- Born: June 7, 1928 Maple Lake, Minnesota, United States
- Died: July 28, 2015 (aged 87) Coral Gables, Florida, United States
- Education: Johns Hopkins University
- Known for: Development of CPR
- Scientific career
- Fields: Thoracic Surgery, Cardiopulmonary bypass, Cardioplegia, Emergency medicine

= James Jude =

American physician

James R. Jude (June 7, 1928 – July 28, 2015) was an American thoracic surgeon who was one of the developers of cardiopulmonary resuscitation (CPR). He was the brother of Victor N. Jude, a businessman and politician from Minnesota, and the uncle of Tad Jude, a former district court judge and candidate in the 2022 Minnesota Attorney General election.

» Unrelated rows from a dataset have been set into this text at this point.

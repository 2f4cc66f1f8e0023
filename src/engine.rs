use std::path::{Path, PathBuf};
use std::time::{Duration, Instant};

use anyhow::{Context, Result};
use time::OffsetDateTime;
use time::format_description::well_known::Rfc3339;

use crate::config::EffectiveConfig;
use crate::core::{
    Finding, PenaltyWeights, Report, ReportSummary, ScoreState, ThresholdPolicy,
};
use crate::detect::DetectorContext;
use crate::impact::ImpactRequest;
use crate::simulate::Plan;

#[derive(Debug, Clone)]
pub struct EngineOptions {
    pub timeout: Duration,
    pub privacy_mask_home: bool,
    pub show_progress: bool,
}

#[derive(Clone)]
pub struct Engine {
    opts: EngineOptions,
    workdir: PathBuf,
    home_dir: PathBuf,
    weights: PenaltyWeights,
    policy: ThresholdPolicy,
    exclude: Vec<String>,
}

#[derive(Debug, Clone, Copy, Default)]
struct SummaryCounts {
    checks_passed: u32,
    checks_failed: u32,
    operations_total: u32,
    operations_would_fail: u32,
    estimated_duration_secs: u64,
}

impl Engine {
    pub fn new(
        opts: EngineOptions,
        cfg: &EffectiveConfig,
        workdir: Option<PathBuf>,
    ) -> Result<Self> {
        let home_dir = crate::platform::effective_home_dir()?;
        let workdir = match workdir {
            Some(dir) => dir,
            None => std::env::current_dir().context("作業ディレクトリを取得できませんでした")?,
        };
        Ok(Self {
            opts,
            workdir,
            home_dir,
            weights: cfg.weights(),
            policy: cfg.threshold_policy(),
            exclude: cfg.scan.exclude.clone(),
        })
    }

    fn detector_context(&self, deadline: Option<Instant>) -> DetectorContext {
        DetectorContext {
            workdir: self.workdir.clone(),
            home_dir: self.home_dir.clone(),
            timeout: std::cmp::min(self.opts.timeout, Duration::from_secs(8)),
            deadline,
            privacy_mask_home: self.opts.privacy_mask_home,
            weights: self.weights,
            exclude: self.exclude.clone(),
        }
    }

    pub fn preflight(&self) -> Result<Report> {
        let deadline = Instant::now() + self.opts.timeout;
        let ctx = self.detector_context(Some(deadline));
        let pb = self.spinner("事前チェックを実行中...");

        let outcomes = crate::checks::preflight_checks(&ctx);

        if let Some(pb) = pb {
            pb.finish_and_clear();
        }

        let mut counts = SummaryCounts::default();
        let mut findings = Vec::new();
        let mut notes = Vec::new();
        for outcome in outcomes {
            if outcome.passed {
                counts.checks_passed += 1;
                notes.push(format!("チェック: {} -> OK（{}）", outcome.name, outcome.detail));
            } else {
                counts.checks_failed += 1;
                notes.push(format!(
                    "チェック: {} -> NG（{}）",
                    outcome.name, outcome.detail
                ));
            }
            findings.extend(outcome.findings);
        }

        Ok(self.report_from(findings, notes, counts))
    }

    pub fn impact(&self, req: &ImpactRequest) -> Result<Report> {
        let deadline = Instant::now() + self.opts.timeout;
        let ctx = self.detector_context(Some(deadline));
        let pb = self.spinner("影響範囲を分析中...");

        let result = crate::impact::analyze(&ctx, req);

        if let Some(pb) = pb {
            pb.finish_and_clear();
        }

        let output = result?;
        Ok(self.report_from(output.findings, output.notes, SummaryCounts::default()))
    }

    pub fn simulate(&self, plan: &Plan) -> Result<Report> {
        let deadline = Instant::now() + self.opts.timeout;
        let ctx = self.detector_context(Some(deadline));
        let pb = self.spinner("プランを評価中...");

        let outcome = crate::simulate::evaluate(&ctx, plan);

        if let Some(pb) = pb {
            pb.finish_and_clear();
        }

        let counts = SummaryCounts {
            operations_total: outcome.operations_total,
            operations_would_fail: outcome.operations_would_fail,
            estimated_duration_secs: outcome.estimated_duration_secs,
            ..SummaryCounts::default()
        };
        let mut notes = outcome.notes;
        notes.push("シミュレーション: ファイルシステムへの変更は行っていません".to_string());
        Ok(self.report_from(outcome.findings, notes, counts))
    }

    pub fn report(&self) -> Result<Report> {
        self.preflight()
    }

    fn spinner(&self, message: &'static str) -> Option<indicatif::ProgressBar> {
        use std::io::IsTerminal;
        let enabled = self.opts.show_progress && std::io::stderr().is_terminal();
        if !enabled {
            return None;
        }
        let pb = indicatif::ProgressBar::new_spinner();
        pb.set_draw_target(indicatif::ProgressDrawTarget::stderr());
        pb.set_message(message);
        pb.enable_steady_tick(Duration::from_millis(120));
        Some(pb)
    }

    fn report_from(
        &self,
        findings: Vec<Finding>,
        mut notes: Vec<String>,
        counts: SummaryCounts,
    ) -> Report {
        let mut state = ScoreState::new();
        state.record_all(findings);

        let score = state.report(&self.policy);

        let mut findings = score.findings;
        findings.sort_by(|a, b| {
            (a.severity, std::cmp::Reverse(a.penalty), a.id.as_str()).cmp(&(
                b.severity,
                std::cmp::Reverse(b.penalty),
                b.id.as_str(),
            ))
        });

        let generated_at = OffsetDateTime::now_utc()
            .format(&Rfc3339)
            .unwrap_or_else(|_| "unknown".to_string());

        notes.sort();
        notes.dedup();

        Report {
            schema_version: "1.0".to_string(),
            tool_version: env!("CARGO_PKG_VERSION").to_string(),
            workdir: mask_home(&self.workdir, &self.home_dir, self.opts.privacy_mask_home),
            generated_at,
            confidence: score.confidence,
            risk_level: score.risk_level,
            verdict: score.verdict,
            summary: ReportSummary {
                checks_passed: counts.checks_passed,
                checks_failed: counts.checks_failed,
                operations_total: counts.operations_total,
                operations_would_fail: counts.operations_would_fail,
                estimated_duration_secs: counts.estimated_duration_secs,
                notes,
            },
            findings,
        }
    }
}

fn mask_home(path: &Path, home_dir: &Path, mask_home: bool) -> String {
    if !mask_home {
        return path.display().to_string();
    }

    let Ok(stripped) = path.strip_prefix(home_dir) else {
        return path.display().to_string();
    };
    let stripped = stripped.display().to_string();
    if stripped.is_empty() {
        "~".to_string()
    } else {
        format!("~/{stripped}")
    }
}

While working as a resident at Johns Hopkins University in Baltimore in the 1950s, Jude made the discovery that manual pressure applied to the exterior of a patient's chest could restore cardiac output in the case of cardiac arrest. He later went on to promote CPR among the medical community. Jude practiced thoracic surgery in Miami. For his contributions to the development of CPR, he received the Hektoen Gold Medal from the American Medical Association with William B. Kouwenhoven and Guy Knickerbocker.